Total deposits increased to $161.0 million at September 30, 2001 from $147.2
million at December 31, 2000. Growth was primarily concentrated in time and
savings deposits and resulted from continual marketing efforts by management.
Time deposits account for approximately 53.3% of the total deposit portfolio and
continue to be a dominant resource for funds.

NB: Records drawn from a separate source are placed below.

//! Top-level service facade
//!
//! [`CoreService`] wires the database, the remote store, and the three
//! entity repositories together so app shells hold a single object. The
//! startup sequence for a signed-in user is: `sync_all`, `start_listeners`,
//! and after any local delete another `sync_all` (or a direct
//! `attempt_pending_deletions` on the affected repository).

use std::sync::Arc;

use crate::auth::{Session, SessionState};
use crate::config::CoreConfig;
use crate::db::Database;
use crate::error::{Error, Result};
use crate::models::Transaction;
use crate::remote::{HttpRemoteStore, MemoryRemoteStore, RemoteStore};
use crate::repo::{
    DeletionSummary, ListenerHandle, NoteRepository, Repository, SyncSummary, TaskRepository,
    TransactionRepository,
};
use crate::storage::{receipt_key, BlobStore, HttpBlobStore};

/// Sync outcome for one collection: pending deletions first, then the
/// push/pull pass.
#[derive(Debug, Default, Clone, Copy, PartialEq, Eq)]
pub struct CollectionReport {
    pub deletions: DeletionSummary,
    pub sync: SyncSummary,
}

/// Outcome of a full [`CoreService::sync_all`] pass.
#[derive(Debug, Default, Clone, Copy, PartialEq, Eq)]
pub struct SyncReport {
    pub tasks: CollectionReport,
    pub notes: CollectionReport,
    pub transactions: CollectionReport,
}

/// Handles for the three collection listeners; dropping stops all of them.
#[derive(Debug)]
pub struct Listeners {
    pub tasks: ListenerHandle,
    pub notes: ListenerHandle,
    pub transactions: ListenerHandle,
}

/// Everything an app shell needs: the repositories, session state, and the
/// sync entry points.
pub struct CoreService {
    _db: Database,
    tasks: TaskRepository,
    notes: NoteRepository,
    transactions: TransactionRepository,
    blobs: Option<Arc<dyn BlobStore>>,
    session: SessionState,
}

impl CoreService {
    /// Open a service from configuration.
    ///
    /// With no remote URL configured the service runs against a
    /// process-local in-memory remote, so all repository pathways still work
    /// but nothing leaves the device.
    pub async fn open(config: &CoreConfig) -> Result<Self> {
        let db = match &config.database_path {
            Some(path) => Database::open(path).await?,
            None => Database::open_in_memory().await?,
        };

        let remote: Arc<dyn RemoteStore> = match &config.remote_base_url {
            Some(url) => Arc::new(
                HttpRemoteStore::new(url, config.remote_api_key.clone())?
                    .with_poll_interval(config.poll_interval()),
            ),
            None => Arc::new(MemoryRemoteStore::new()),
        };

        let blobs: Option<Arc<dyn BlobStore>> = match &config.media_base_url {
            Some(url) => Some(Arc::new(HttpBlobStore::new(
                url,
                config.remote_api_key.clone(),
            )?)),
            None => None,
        };

        Ok(Self::assemble(db, remote, blobs))
    }

    /// Build a service over pre-constructed stores (tests, embedded shells)
    #[must_use]
    pub fn with_stores(
        db: Database,
        remote: Arc<dyn RemoteStore>,
        blobs: Option<Arc<dyn BlobStore>>,
    ) -> Self {
        Self::assemble(db, remote, blobs)
    }

    fn assemble(
        db: Database,
        remote: Arc<dyn RemoteStore>,
        blobs: Option<Arc<dyn BlobStore>>,
    ) -> Self {
        let tasks = Repository::new(&db, Arc::clone(&remote));
        let notes = Repository::new(&db, Arc::clone(&remote));
        let mut transactions = Repository::new(&db, remote);
        if let Some(blobs) = &blobs {
            transactions = transactions.with_blob_store(Arc::clone(blobs));
        }

        Self {
            _db: db,
            tasks,
            notes,
            transactions,
            blobs,
            session: SessionState::new(),
        }
    }

    #[must_use]
    pub fn tasks(&self) -> &TaskRepository {
        &self.tasks
    }

    #[must_use]
    pub fn notes(&self) -> &NoteRepository {
        &self.notes
    }

    #[must_use]
    pub fn transactions(&self) -> &TransactionRepository {
        &self.transactions
    }

    /// Shared login state for the owning shell
    #[must_use]
    pub fn session(&self) -> &SessionState {
        &self.session
    }

    /// Reconcile every collection with the remote store.
    ///
    /// Pending deletions are retried before each collection's push/pull pass
    /// so a document deleted on this device is not pulled straight back in.
    pub async fn sync_all(&self, session: &Session) -> Result<SyncReport> {
        Ok(SyncReport {
            tasks: sync_collection(&self.tasks, session).await?,
            notes: sync_collection(&self.notes, session).await?,
            transactions: sync_collection(&self.transactions, session).await?,
        })
    }

    /// Attach realtime listeners for every collection.
    ///
    /// Starting listeners again (after a user switch) replaces the previous
    /// set.
    pub async fn start_listeners(&self, session: &Session) -> Result<Listeners> {
        Ok(Listeners {
            tasks: self.tasks.start_listener(session).await?,
            notes: self.notes.start_listener(session).await?,
            transactions: self.transactions.start_listener(session).await?,
        })
    }

    /// Stop all active listeners
    pub fn stop_listeners(&self) {
        self.tasks.stop_listener();
        self.notes.stop_listener();
        self.transactions.stop_listener();
    }

    /// Upload a receipt image and record it on the transaction.
    ///
    /// The blob goes up first; the transaction row is only updated once the
    /// upload has a URL, so a failed upload leaves the transaction untouched.
    pub async fn attach_receipt(
        &self,
        transaction: Transaction,
        bytes: Vec<u8>,
        session: &Session,
    ) -> Result<Transaction> {
        let Some(blobs) = &self.blobs else {
            return Err(Error::Storage(
                "no blob store configured for receipts".to_string(),
            ));
        };

        let key = receipt_key(session.user_id(), transaction.id);
        let url = blobs.upload(key.as_str(), bytes, "image/jpeg").await?;

        let updated = transaction.with_receipt(url);
        self.transactions.update(&updated, Some(session)).await?;
        Ok(updated)
    }
}

async fn sync_collection<E: crate::models::SyncEntity>(
    repo: &Repository<E>,
    session: &Session,
) -> Result<CollectionReport> {
    Ok(CollectionReport {
        deletions: repo.attempt_pending_deletions(session).await?,
        sync: repo.sync_from_remote(session).await?,
    })
}
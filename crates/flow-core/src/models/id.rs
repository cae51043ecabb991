//! Shared entity identifier

use serde::{Deserialize, Serialize};
use std::fmt;
use std::str::FromStr;
use uuid::Uuid;

/// A unique identifier for a synced entity, using UUID v7 (time-sortable).
///
/// Ids are generated on the client and stay stable for the entity's lifetime;
/// the same id keys the local row, the remote document, and any tombstone.
#[derive(Debug, Clone, Copy, PartialEq, Eq, Hash, Serialize, Deserialize)]
pub struct EntityId(Uuid);

impl EntityId {
    /// Create a new unique entity ID
    #[must_use]
    pub fn new() -> Self {
        Self(Uuid::now_v7())
    }

    /// The underlying UUID
    #[must_use]
    pub const fn as_uuid(&self) -> &Uuid {
        &self.0
    }
}

impl Default for EntityId {
    fn default() -> Self {
        Self::new()
    }
}

impl fmt::Display for EntityId {
    fn fmt(&self, f: &mut fmt::Formatter<'_>) -> fmt::Result {
        write!(f, "{}", self.0)
    }
}

impl FromStr for EntityId {
    type Err = uuid::Error;

    fn from_str(s: &str) -> Result<Self, Self::Err> {
        Ok(Self(Uuid::parse_str(s)?))
    }
}
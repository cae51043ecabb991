//! Session context
//!
//! Repositories never read authentication state ambiently; callers pass an
//! explicit [`Session`]. `None` in an `Option<&Session>` parameter means
//! "signed out / offline": reads come back empty and writes stay local-only.

use std::sync::RwLock;

/// The authenticated user for one sequence of repository operations.
#[derive(Debug, Clone, PartialEq, Eq)]
pub struct Session {
    user_id: String,
}

impl Session {
    /// Create a session for the given user id
    pub fn new(user_id: impl Into<String>) -> Self {
        Self {
            user_id: user_id.into(),
        }
    }

    /// The authenticated user's id
    #[must_use]
    pub fn user_id(&self) -> &str {
        &self.user_id
    }
}

/// Shared login state for an app shell.
///
/// Switching users does not re-point live subscriptions; the shell must stop
/// listeners for the old session and start them for the new one.
#[derive(Debug, Default)]
pub struct SessionState {
    current: RwLock<Option<Session>>,
}

impl SessionState {
    #[must_use]
    pub fn new() -> Self {
        Self::default()
    }

    /// Record a sign-in
    pub fn login(&self, session: Session) {
        *self.write() = Some(session);
    }

    /// Record a sign-out
    pub fn logout(&self) {
        *self.write() = None;
    }

    /// The current session, if signed in
    #[must_use]
    pub fn current(&self) -> Option<Session> {
        self.current
            .read()
            .unwrap_or_else(std::sync::PoisonError::into_inner)
            .clone()
    }

    fn write(&self) -> std::sync::RwLockWriteGuard<'_, Option<Session>> {
        self.current
            .write()
            .unwrap_or_else(std::sync::PoisonError::into_inner)
    }
}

Total stockholders' equity increased $1,396,000 to $19.6 million at September
30, 2001 due to net income of $1,689,000 and increases in accumulated other
comprehensive income of $171,000. These increases in stockholders' equity were
offset by dividend payments of $463,000. Accumulated other comprehensive income
increased as a result of changes in the net unrealized gain on investment
securities available for sale due to fluctuations in interest rates. Because of
interest rate volatility, accumulated other comprehensive income could
materially fluctuate for each interim period and year-end period depending on
economic and interest rate conditions.



13
Comparison of Results of Operations for the Nine and Three Months Ended
September 30, 2001 and 2000.

Net income for the nine months ended September 30, 2001 of $1,689,000 increased
from $1,680,000 for the same period ended 2000. Basic and diluted earnings per
share increased to $1.53 per share in 2001 from $1.52 per share in 2000. Net
income for the three months ended September 30, 2001 of $660,000 increased from
$571,000 for the same period ended 2000.

Net interest income for the nine months ended September 30, 2001 increased
slightly to $5,159,000, compared to $5,151,000 for the same period ended 2000.
While both interest income and interest expense increased for the period,
interest income increased at a greater rate than interest expense. Interest
income for the first nine months of 2001 was influenced mainly by increases in
interest earned on loans receivable of $783,000 and federal funds sold of
$57,000, while offset by decreases in interest-bearing deposits in other
institutions of $30,000. The increases in interest income and expense were both
primarily driven by increases in the average balances of related
interest-earning assets and interest-bearing liabilities. The average balances
of loans receivable increased $14.1 million, or 11.2%, to $141.0 million as of
September 30, 2001, and resulted in an increase in interest-earning assets of
$15.8 million. Lessening the impact of the increase in volume of
interest-earning assets was a slight decline on the tax-equivalent yield on
interest earning assets to 7.91% for the nine months ended September 30, 2001
from 8.03% for the same period ended 2000. In addition, the average balance of
time deposits increased $13.6 million, or 19.9%, to $81.8 million as of
September 30, 2001, and resulted in an increase in interest-bearing liabilities
of $13.8 million. Middlefield's competitively priced deposit products and
continual marketing efforts contributed to the overall increase in the cost of
funds to 4.82% for the nine-month period ended September 30, 2001 from 4.50% for
the same period ended 2000.

Net interest income for the three months ended September 30, 2001 also increased
slightly to $1,777,000 compared to $1,725,000 for the same period ended 2000.
This increase also consisted primarily of an increase in interest earned on
loans receivable of $236,000, that resulted from an increase in the average
balances of the related interest-earning asset of $15.3 million. Increases in
interest expense of $188,000 for the three-months ended September 30, 2001
resulted primarily from an increase on interest incurred on deposits. This
fluctuation was the result of an increase in the average balance of time
deposits of $12.2 million coupled with an increase in the related cost of such
funds of 6 basis points to 4.77% for 2001 from 4.71% for 2000. These
competitively priced products were heavily marketed throughout Middlefield's
market area.

Total non-interest income for both the nine-months and three-months ended
September 30, 2001 increased $201,000 and $119,000, respectively, as compared to
the same period ended 2000. Noninterest income items are primarily comprised of
service charges and fees on deposit account activity, along with fee income
derived from other financial related services. Service fees on deposit accounts
increased $95,000 and $23,000, respectively, and have progressively increased as
the number of accounts and volume of


14
related transactions have increased. Furthermore, Middlefield recognized an
increase in gains on sales of investment securities of $97,000 in the third
quarter of 2001 as compared to the prior year quarter.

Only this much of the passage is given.